[Dataset entries]
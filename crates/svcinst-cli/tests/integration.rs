#![cfg(unix)]
#![allow(deprecated)]
use assert_cmd::Command;
use predicates::prelude::*;
use std::os::unix::fs::PermissionsExt;
use std::path::Path;
use tempfile::TempDir;

// Fake `service`: records calls and keeps run state as marker files.
const FAKE_SERVICE: &str = r#"#!/bin/sh
dir="$(dirname "$0")"
echo "service $*" >> "$dir/calls.log"
case "$2" in
  status) [ -f "$dir/running-$1" ] ;;
  start|restart) touch "$dir/running-$1" ;;
  stop) rm -f "$dir/running-$1" ;;
esac
"#;

// Fake `chkconfig`: boot enablement is a marker file.
const FAKE_CHKCONFIG: &str = r#"#!/bin/sh
dir="$(dirname "$0")"
echo "chkconfig $*" >> "$dir/calls.log"
case "$1" in
  --list)
    if [ -f "$dir/enabled-$2" ]; then
      echo "$2 0:off 1:off 2:on 3:on 4:on 5:on 6:off"
    else
      echo "$2 0:off 1:off 2:off 3:off 4:off 5:off 6:off"
    fi ;;
  --add|--del) ;;
  *)
    if [ "$2" = on ]; then touch "$dir/enabled-$1"; else rm -f "$dir/enabled-$1"; fi ;;
esac
"#;

fn write_script(path: &Path, body: &str) {
    std::fs::write(path, body).unwrap();
    std::fs::set_permissions(path, std::fs::Permissions::from_mode(0o755)).unwrap();
}

/// A temp dir holding fake init tools, a config pointing at them, and a
/// state database location.
fn host() -> TempDir {
    let dir = TempDir::new().unwrap();
    let bin = dir.path().join("bin");
    std::fs::create_dir_all(&bin).unwrap();
    write_script(&bin.join("service"), FAKE_SERVICE);
    write_script(&bin.join("chkconfig"), FAKE_CHKCONFIG);

    let config = format!(
        "state_db: {}\nservice_command: {}\nchkconfig_command: {}\n",
        dir.path().join("state/sysrestore.redb").display(),
        bin.join("service").display(),
        bin.join("chkconfig").display(),
    );
    std::fs::write(dir.path().join("svcinst.yaml"), config).unwrap();
    dir
}

fn svcinst(dir: &TempDir) -> Command {
    let mut cmd = Command::cargo_bin("svcinst").unwrap();
    cmd.current_dir(dir.path())
        .env("SVCINST_CONFIG", dir.path().join("svcinst.yaml"))
        .env_remove("SVCINST_STATE_DB")
        .env_remove("RUST_LOG");
    cmd
}

fn calls(dir: &TempDir) -> Vec<String> {
    std::fs::read_to_string(dir.path().join("bin/calls.log"))
        .unwrap_or_default()
        .lines()
        .map(str::to_string)
        .collect()
}

fn mark(dir: &TempDir, name: &str) {
    std::fs::write(dir.path().join("bin").join(name), "").unwrap();
}

// ---------------------------------------------------------------------------
// svcinst order
// ---------------------------------------------------------------------------

#[test]
fn order_prints_fixed_table() {
    let dir = host();
    svcinst(&dir)
        .arg("order")
        .assert()
        .success()
        .stdout(predicate::str::contains("KDC"))
        .stdout(predicate::str::contains("krb5kdc"))
        .stdout(predicate::str::contains("50"));
}

#[test]
fn order_json() {
    let dir = host();
    let out = svcinst(&dir)
        .args(["order", "--json"])
        .output()
        .unwrap();
    assert!(out.status.success());
    let v: serde_json::Value = serde_json::from_slice(&out.stdout).unwrap();
    let names: Vec<&str> = v
        .as_array()
        .unwrap()
        .iter()
        .map(|s| s["name"].as_str().unwrap())
        .collect();
    assert_eq!(names, ["KDC", "KPASSWD", "DNS", "HTTP", "CA"]);
    assert_eq!(v[3]["start_order"], 40);
}

// ---------------------------------------------------------------------------
// svcinst install / uninstall
// ---------------------------------------------------------------------------

#[test]
fn install_prints_progress_and_records_state() {
    let dir = host();
    svcinst(&dir)
        .args(["install", "httpd"])
        .assert()
        .success()
        .stdout(predicate::str::contains("Configuring httpd"))
        .stdout(predicate::str::contains("  [1/2]: starting httpd"))
        .stdout(predicate::str::contains(
            "  [2/2]: configuring httpd to start on boot",
        ))
        .stdout(predicate::str::contains("done configuring httpd."));

    assert!(dir.path().join("bin/running-httpd").exists());
    assert!(dir.path().join("bin/enabled-httpd").exists());

    svcinst(&dir)
        .args(["state", "show", "httpd"])
        .assert()
        .success()
        .stdout(predicate::str::contains("running"))
        .stdout(predicate::str::contains("enabled"))
        .stdout(predicate::str::contains("false"));
}

#[test]
fn install_then_uninstall_restores_host() {
    let dir = host();
    svcinst(&dir).args(["install", "httpd"]).assert().success();
    svcinst(&dir)
        .args(["uninstall", "httpd"])
        .assert()
        .success()
        .stdout(predicate::str::contains("Unconfiguring httpd"))
        .stdout(predicate::str::contains("Stopped httpd."));

    assert!(!dir.path().join("bin/running-httpd").exists());
    assert!(!dir.path().join("bin/enabled-httpd").exists());
    assert!(calls(&dir).contains(&"chkconfig --del httpd".to_string()));

    svcinst(&dir)
        .args(["state", "show", "httpd"])
        .assert()
        .success()
        .stdout(predicate::str::contains("No state recorded for httpd."));
}

#[test]
fn uninstall_keeps_service_that_was_already_up() {
    let dir = host();
    mark(&dir, "running-named");
    mark(&dir, "enabled-named");

    svcinst(&dir).args(["install", "named"]).assert().success();
    svcinst(&dir)
        .args(["uninstall", "named"])
        .assert()
        .success()
        .stdout(predicate::str::contains("Nothing to undo for named."));

    assert!(dir.path().join("bin/running-named").exists());
    assert!(dir.path().join("bin/enabled-named").exists());
    assert!(!calls(&dir).iter().any(|c| c == "service named stop"));
}

#[test]
fn uninstall_without_install_is_noop() {
    let dir = host();
    let out = svcinst(&dir)
        .args(["uninstall", "httpd", "--json"])
        .output()
        .unwrap();
    assert!(out.status.success());
    let v: serde_json::Value = serde_json::from_slice(&out.stdout).unwrap();
    assert_eq!(v["service"], "httpd");
    assert_eq!(v["stopped"], false);
    assert_eq!(v["disabled"], false);
    assert!(calls(&dir).is_empty());
}

#[test]
fn install_failure_reports_step() {
    let dir = host();
    write_script(&dir.path().join("bin/service"), "#!/bin/sh\necho boom >&2\nexit 1\n");

    svcinst(&dir)
        .args(["install", "httpd"])
        .assert()
        .failure()
        .stderr(predicate::str::contains("error: failed to install httpd"))
        .stderr(predicate::str::contains("[1/2]"));
}

#[test]
fn install_json_keeps_stdout_parseable() {
    let dir = host();
    let out = svcinst(&dir)
        .args(["install", "httpd", "--json"])
        .output()
        .unwrap();
    assert!(out.status.success());
    let v: serde_json::Value = serde_json::from_slice(&out.stdout).unwrap();
    assert_eq!(v["installed"], true);
    assert!(String::from_utf8_lossy(&out.stderr).contains("done configuring httpd."));
}

#[test]
fn invalid_service_name_is_rejected() {
    let dir = host();
    svcinst(&dir)
        .args(["install", "../etc/passwd"])
        .assert()
        .failure()
        .stderr(predicate::str::contains("invalid service name"));
    assert!(calls(&dir).is_empty());
}

// ---------------------------------------------------------------------------
// svcinst status
// ---------------------------------------------------------------------------

#[test]
fn status_reports_live_and_recorded_state() {
    let dir = host();
    svcinst(&dir).args(["install", "httpd"]).assert().success();

    let out = svcinst(&dir)
        .args(["status", "httpd", "--json"])
        .output()
        .unwrap();
    assert!(out.status.success());
    let v: serde_json::Value = serde_json::from_slice(&out.stdout).unwrap();
    assert_eq!(v["running"], true);
    assert_eq!(v["enabled"], true);
    assert_eq!(v["configured"], true);
    assert_eq!(v["was_running"], false);
}

// ---------------------------------------------------------------------------
// svcinst state
// ---------------------------------------------------------------------------

#[test]
fn state_show_empty_db() {
    let dir = host();
    svcinst(&dir)
        .args(["state", "show", "httpd"])
        .assert()
        .success()
        .stdout(predicate::str::contains("No state recorded for httpd."));
}

#[test]
fn state_clear_forgets_one_key() {
    let dir = host();
    svcinst(&dir).args(["install", "httpd"]).assert().success();

    svcinst(&dir)
        .args(["state", "clear", "httpd", "running"])
        .assert()
        .success()
        .stdout(predicate::str::contains("Cleared httpd/running."));
    svcinst(&dir)
        .args(["state", "clear", "httpd", "running"])
        .assert()
        .success()
        .stdout(predicate::str::contains("No value recorded"));

    let out = svcinst(&dir)
        .args(["state", "show", "httpd", "--json"])
        .output()
        .unwrap();
    let v: serde_json::Value = serde_json::from_slice(&out.stdout).unwrap();
    let keys: Vec<&str> = v["entries"]
        .as_array()
        .unwrap()
        .iter()
        .map(|e| e["key"].as_str().unwrap())
        .collect();
    assert_eq!(keys, ["enabled"]);
}

#[test]
fn state_db_flag_overrides_config() {
    let dir = host();
    let other = dir.path().join("other.redb");
    svcinst(&dir)
        .args(["install", "httpd", "--state-db"])
        .arg(&other)
        .assert()
        .success();
    assert!(other.exists());
    svcinst(&dir)
        .args(["state", "show", "httpd"])
        .assert()
        .success()
        .stdout(predicate::str::contains("No state recorded"));
}

// ---------------------------------------------------------------------------
// svcinst config
// ---------------------------------------------------------------------------

#[test]
fn config_validate_clean() {
    let dir = host();
    svcinst(&dir)
        .args(["config", "validate"])
        .assert()
        .success()
        .stdout(predicate::str::contains("Config is valid"));
}

#[test]
fn config_validate_reports_errors() {
    let dir = host();
    std::fs::write(
        dir.path().join("svcinst.yaml"),
        "host:\n  fqdn: ipa.example.com\n",
    )
    .unwrap();
    svcinst(&dir)
        .args(["config", "validate"])
        .assert()
        .failure()
        .stdout(predicate::str::contains("[error] host.fqdn is set"));
}

#[test]
fn missing_config_uses_defaults() {
    let dir = TempDir::new().unwrap();
    let mut cmd = Command::cargo_bin("svcinst").unwrap();
    cmd.current_dir(dir.path())
        .env("SVCINST_CONFIG", dir.path().join("absent.yaml"))
        .args(["config", "show", "--json"]);
    let out = cmd.output().unwrap();
    assert!(out.status.success());
    let v: serde_json::Value = serde_json::from_slice(&out.stdout).unwrap();
    assert_eq!(v["state_db"], "/var/lib/svcinst/sysrestore.redb");
    assert_eq!(v["directory"]["host"], "127.0.0.1");
}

What is required: "enabled" is the word to look for; copy every line of the data that has it.

Written solution:
    if [ -f "$dir/enabled-$2" ]; then
    if [ "$2" = on ]; then touch "$dir/enabled-$1"; else rm -f "$dir/enabled-$1"; fi ;;
    assert!(dir.path().join("bin/enabled-httpd").exists());
        .stdout(predicate::str::contains("enabled"))
    assert!(!dir.path().join("bin/enabled-httpd").exists());
    mark(&dir, "enabled-named");
    assert!(dir.path().join("bin/enabled-named").exists());
    assert_eq!(v["enabled"], true);
    assert_eq!(keys, ["enabled"]);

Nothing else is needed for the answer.